___ INFORMATION PROVIDED ___

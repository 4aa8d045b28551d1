//! Legacy shared-secret scheme over X25519
//!
//! Two parties holding X25519 exchange key pairs derive the same
//! conversation key without sending it anywhere. The raw exchange output is
//! never used as a cipher key; it goes through HKDF-SHA256, with both
//! public keys (in sorted order) bound into the HKDF info.
//!
//! Exchange key pairs are separate from RSA identity key pairs. The hybrid
//! scheme in [`crate::hybrid`] is the default; this path exists for
//! conversations configured for it explicitly.

use crate::{
    envelope::{SharedSecretAlgorithm, SharedSecretEnvelope},
    keys::SessionKey,
    symmetric::{SealedPayload, SymmetricCipher},
    CryptoError, Result, ENVELOPE_VERSION, KEY_SIZE,
};
use hkdf::Hkdf;
use rand::{rngs::OsRng, RngCore};
use sha2::Sha256;
use tracing::{debug, instrument};
use x25519_dalek::{PublicKey as X25519Public, StaticSecret};
use zeroize::Zeroizing;

/// Size of an X25519 key in bytes
pub const EXCHANGE_KEY_SIZE: usize = 32;

/// Domain separation for HKDF key derivation
const HKDF_INFO: &[u8] = b"parley-shared-secret-v1";

/// Associated data label for shared-secret envelopes
const AAD_LABEL: &[u8] = b"parley-e2e-v1";

/// An X25519 public key
#[derive(Clone, Copy, PartialEq, Eq, Hash)]
pub struct ExchangePublicKey {
    bytes: [u8; EXCHANGE_KEY_SIZE],
}

impl ExchangePublicKey {
    /// Create from raw bytes
    pub fn from_bytes(bytes: &[u8]) -> Result<Self> {
        if bytes.len() != EXCHANGE_KEY_SIZE {
            return Err(CryptoError::InvalidKey(format!(
                "exchange public key must be {} bytes, got {}",
                EXCHANGE_KEY_SIZE,
                bytes.len()
            )));
        }
        let mut arr = [0u8; EXCHANGE_KEY_SIZE];
        arr.copy_from_slice(bytes);
        Ok(Self { bytes: arr })
    }

    /// Get the key bytes
    pub fn as_bytes(&self) -> &[u8; EXCHANGE_KEY_SIZE] {
        &self.bytes
    }

    /// Encode as base64
    pub fn to_base64(&self) -> String {
        use base64::Engine;
        base64::engine::general_purpose::STANDARD.encode(self.bytes)
    }

    /// Decode from base64
    pub fn from_base64(s: &str) -> Result<Self> {
        use base64::Engine;
        let bytes = base64::engine::general_purpose::STANDARD
            .decode(s)
            .map_err(|e| CryptoError::InvalidKey(format!("bad base64: {e}")))?;
        Self::from_bytes(&bytes)
    }
}

impl std::fmt::Debug for ExchangePublicKey {
    fn fmt(&self, f: &mut std::fmt::Formatter<'_>) -> std::fmt::Result {
        write!(f, "ExchangePublicKey({})", self.to_base64())
    }
}

/// An X25519 key pair for the shared-secret scheme
#[derive(Clone)]
pub struct ExchangeKeyPair {
    secret: StaticSecret,
    public: ExchangePublicKey,
}

impl ExchangeKeyPair {
    /// Generate a new random key pair
    pub fn generate() -> Result<Self> {
        let mut bytes = Zeroizing::new([0u8; EXCHANGE_KEY_SIZE]);
        OsRng.try_fill_bytes(&mut bytes[..])?;
        Ok(Self::from_secret_bytes(*bytes))
    }

    /// Rebuild a key pair from raw secret bytes
    pub fn from_secret_bytes(bytes: [u8; EXCHANGE_KEY_SIZE]) -> Self {
        let secret = StaticSecret::from(bytes);
        let public = ExchangePublicKey {
            bytes: *X25519Public::from(&secret).as_bytes(),
        };
        Self { secret, public }
    }

    /// Export the secret key bytes
    pub fn secret_bytes(&self) -> Zeroizing<[u8; EXCHANGE_KEY_SIZE]> {
        Zeroizing::new(self.secret.to_bytes())
    }

    /// Get the public key
    pub fn public_key(&self) -> &ExchangePublicKey {
        &self.public
    }
}

impl std::fmt::Debug for ExchangeKeyPair {
    fn fmt(&self, f: &mut std::fmt::Formatter<'_>) -> std::fmt::Result {
        write!(f, "ExchangeKeyPair({:?}, ..)", self.public)
    }
}

/// A conversation key derived from an X25519 exchange
#[derive(Clone, Debug)]
pub struct SharedSecret {
    key: SessionKey,
}

impl SharedSecret {
    /// The derived symmetric key
    pub fn key(&self) -> &SessionKey {
        &self.key
    }
}

/// Derives [`SharedSecret`]s from exchange key material
pub struct SharedSecretDeriver;

impl SharedSecretDeriver {
    /// Derive the conversation key between `mine` and `theirs`
    ///
    /// Symmetric: both parties arrive at the same key. Rejects peer keys
    /// that force a non-contributory (all-zero) exchange output.
    pub fn derive(mine: &ExchangeKeyPair, theirs: &ExchangePublicKey) -> Result<SharedSecret> {
        let shared = mine.secret.diffie_hellman(&X25519Public::from(theirs.bytes));
        if !shared.was_contributory() {
            return Err(CryptoError::InvalidKey(
                "peer exchange key is a low-order point".to_string(),
            ));
        }

        let (first, second) = if mine.public.bytes <= theirs.bytes {
            (&mine.public.bytes, &theirs.bytes)
        } else {
            (&theirs.bytes, &mine.public.bytes)
        };
        let info = [HKDF_INFO, first.as_slice(), second.as_slice()].concat();

        let hk = Hkdf::<Sha256>::new(None, shared.as_bytes());
        let mut okm = Zeroizing::new([0u8; KEY_SIZE]);
        hk.expand(&info, &mut okm[..])
            .map_err(|e| CryptoError::CryptoProvider(format!("HKDF expand failed: {e}")))?;

        Ok(SharedSecret {
            key: SessionKey::from_bytes(&okm[..])?,
        })
    }
}

/// Encrypts and decrypts messages between two exchange key holders
pub struct SharedSecretCipher {
    local: ExchangeKeyPair,
}

impl SharedSecretCipher {
    /// Create a cipher for the local party
    pub fn new(local: &ExchangeKeyPair) -> Self {
        Self {
            local: local.clone(),
        }
    }

    /// Encrypt a message for `peer`
    ///
    /// `peer` must be a different key from the local one; envelopes with the
    /// same key on both sides are rejected by the codec.
    #[instrument(skip_all, fields(len = plaintext.len()))]
    pub fn encrypt(
        &self,
        plaintext: &str,
        peer: &ExchangePublicKey,
    ) -> Result<SharedSecretEnvelope> {
        if *peer == self.local.public {
            return Err(CryptoError::InvalidKey(
                "cannot address a shared-secret envelope to the sender's own key".to_string(),
            ));
        }
        let secret = SharedSecretDeriver::derive(&self.local, peer)?;
        let aad = associated_data(&self.local.public, peer);
        let sealed =
            SymmetricCipher::encrypt_with_aad(plaintext.as_bytes(), &aad, secret.key())?;

        debug!("Encrypted shared-secret envelope");
        Ok(SharedSecretEnvelope {
            version: ENVELOPE_VERSION,
            algorithm: SharedSecretAlgorithm::default(),
            sender_public_key: self.local.public,
            recipient_public_key: *peer,
            iv: sealed.iv,
            ciphertext: sealed.ciphertext,
            auth_tag: sealed.auth_tag,
        })
    }

    /// Decrypt an envelope sent to or by the local party
    #[instrument(skip_all, fields(len = envelope.ciphertext.len()))]
    pub fn decrypt(&self, envelope: &SharedSecretEnvelope) -> Result<String> {
        let local = &self.local.public;
        let peer = if envelope.recipient_public_key == *local {
            &envelope.sender_public_key
        } else if envelope.sender_public_key == *local {
            &envelope.recipient_public_key
        } else {
            return Err(CryptoError::KeyUnwrap(
                "envelope does not involve this exchange key".to_string(),
            ));
        };

        let secret = SharedSecretDeriver::derive(&self.local, peer)?;
        let aad = associated_data(
            &envelope.sender_public_key,
            &envelope.recipient_public_key,
        );
        let payload: SealedPayload = envelope.sealed_payload();
        let plaintext = SymmetricCipher::decrypt_with_aad(&payload, &aad, secret.key())?;

        String::from_utf8(plaintext).map_err(|_| {
            CryptoError::InvalidPlaintext("decrypted content is not UTF-8".to_string())
        })
    }
}

fn associated_data(sender: &ExchangePublicKey, recipient: &ExchangePublicKey) -> Vec<u8> {
    [
        AAD_LABEL,
        SharedSecretAlgorithm::default().algorithm_id().as_bytes(),
        sender.as_bytes(),
        recipient.as_bytes(),
    ]
    .concat()
}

___

**WORK ITEM**
Lines of the data above that include the string "scheme" must each be copied.

**EXERCISE RESULT**
//! Legacy shared-secret scheme over X25519
//! scheme in [`crate::hybrid`] is the default; this path exists for
/// An X25519 key pair for the shared-secret scheme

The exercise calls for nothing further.